▶ **Work request**
All of the data is to be copied without a single change.
▽
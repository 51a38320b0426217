use std::fmt;
use std::str::FromStr;

#[derive(Debug, Clone, Copy, PartialEq, Eq, Default)]
pub enum ReportFormat {
    #[default]
    Csv,
    Html,
    Json,
}

impl ReportFormat {
    pub fn as_str(&self) -> &'static str {
        match self {
            ReportFormat::Csv => "csv",
            ReportFormat::Html => "html",
            ReportFormat::Json => "json",
        }
    }
}

impl FromStr for ReportFormat {
    type Err = String;

    fn from_str(s: &str) -> Result<Self, Self::Err> {
        match s.to_ascii_lowercase().as_str() {
            "csv" => Ok(ReportFormat::Csv),
            "html" => Ok(ReportFormat::Html),
            "json" => Ok(ReportFormat::Json),
            other => Err(format!(
                "unknown report format '{}' (expected csv, html or json)",
                other
            )),
        }
    }
}

impl fmt::Display for ReportFormat {
    fn fmt(&self, f: &mut fmt::Formatter<'_>) -> fmt::Result {
        f.write_str(self.as_str())
    }
}

/// A downloaded campaign report.
#[derive(Debug, Clone)]
pub struct Report {
    pub format: ReportFormat,
    pub content_type: Option<String>,
    /// Filename suggested by the server's `Content-Disposition`.
    pub filename: Option<String>,
    pub content: Vec<u8>,
}

impl Report {
    /// Server-suggested filename, or `adflow_campaigns.<ext>`. Never
    /// contains a directory component.
    pub fn filename_or_default(&self) -> String {
        self.filename
            .as_deref()
            .and_then(bare_filename)
            .unwrap_or_else(|| format!("adflow_campaigns.{}", self.format.as_str()))
    }
}

/// Final path component of `name`, treating both slash styles as separators.
fn bare_filename(name: &str) -> Option<String> {
    let name = name.rsplit(['/', '\\']).next()?.trim();
    match name {
        "" | "." | ".." => None,
        name => Some(name.to_string()),
    }
}

/// Extract `filename` from a `Content-Disposition` header value.
pub(crate) fn disposition_filename(value: &str) -> Option<String> {
    value
        .split(';')
        .map(str::trim)
        .find_map(|part| part.strip_prefix("filename="))
        .and_then(|name| bare_filename(name.trim_matches('"')))
}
△
▶ **Expected answer**
repository 51a38320b0426217
use std::fmt;
use std::str::FromStr;

#[derive(Debug, Clone, Copy, PartialEq, Eq, Default)]
pub enum ReportFormat {
    #[default]
    Csv,
    Html,
    Json,
}

impl ReportFormat {
    pub fn as_str(&self) -> &'static str {
        match self {
            ReportFormat::Csv => "csv",
            ReportFormat::Html => "html",
            ReportFormat::Json => "json",
        }
    }
}

impl FromStr for ReportFormat {
    type Err = String;

    fn from_str(s: &str) -> Result<Self, Self::Err> {
        match s.to_ascii_lowercase().as_str() {
            "csv" => Ok(ReportFormat::Csv),
            "html" => Ok(ReportFormat::Html),
            "json" => Ok(ReportFormat::Json),
            other => Err(format!(
                "unknown report format '{}' (expected csv, html or json)",
                other
            )),
        }
    }
}

impl fmt::Display for ReportFormat {
    fn fmt(&self, f: &mut fmt::Formatter<'_>) -> fmt::Result {
        f.write_str(self.as_str())
    }
}

/// A downloaded campaign report.
#[derive(Debug, Clone)]
pub struct Report {
    pub format: ReportFormat,
    pub content_type: Option<String>,
    /// Filename suggested by the server's `Content-Disposition`.
    pub filename: Option<String>,
    pub content: Vec<u8>,
}

impl Report {
    /// Server-suggested filename, or `adflow_campaigns.<ext>`. Never
    /// contains a directory component.
    pub fn filename_or_default(&self) -> String {
        self.filename
            .as_deref()
            .and_then(bare_filename)
            .unwrap_or_else(|| format!("adflow_campaigns.{}", self.format.as_str()))
    }
}

/// Final path component of `name`, treating both slash styles as separators.
fn bare_filename(name: &str) -> Option<String> {
    let name = name.rsplit(['/', '\\']).next()?.trim();
    match name {
        "" | "." | ".." => None,
        name => Some(name.to_string()),
    }
}

/// Extract `filename` from a `Content-Disposition` header value.
pub(crate) fn disposition_filename(value: &str) -> Option<String> {
    value
        .split(';')
        .map(str::trim)
        .find_map(|part| part.strip_prefix("filename="))
        .and_then(|name| bare_filename(name.trim_matches('"')))
}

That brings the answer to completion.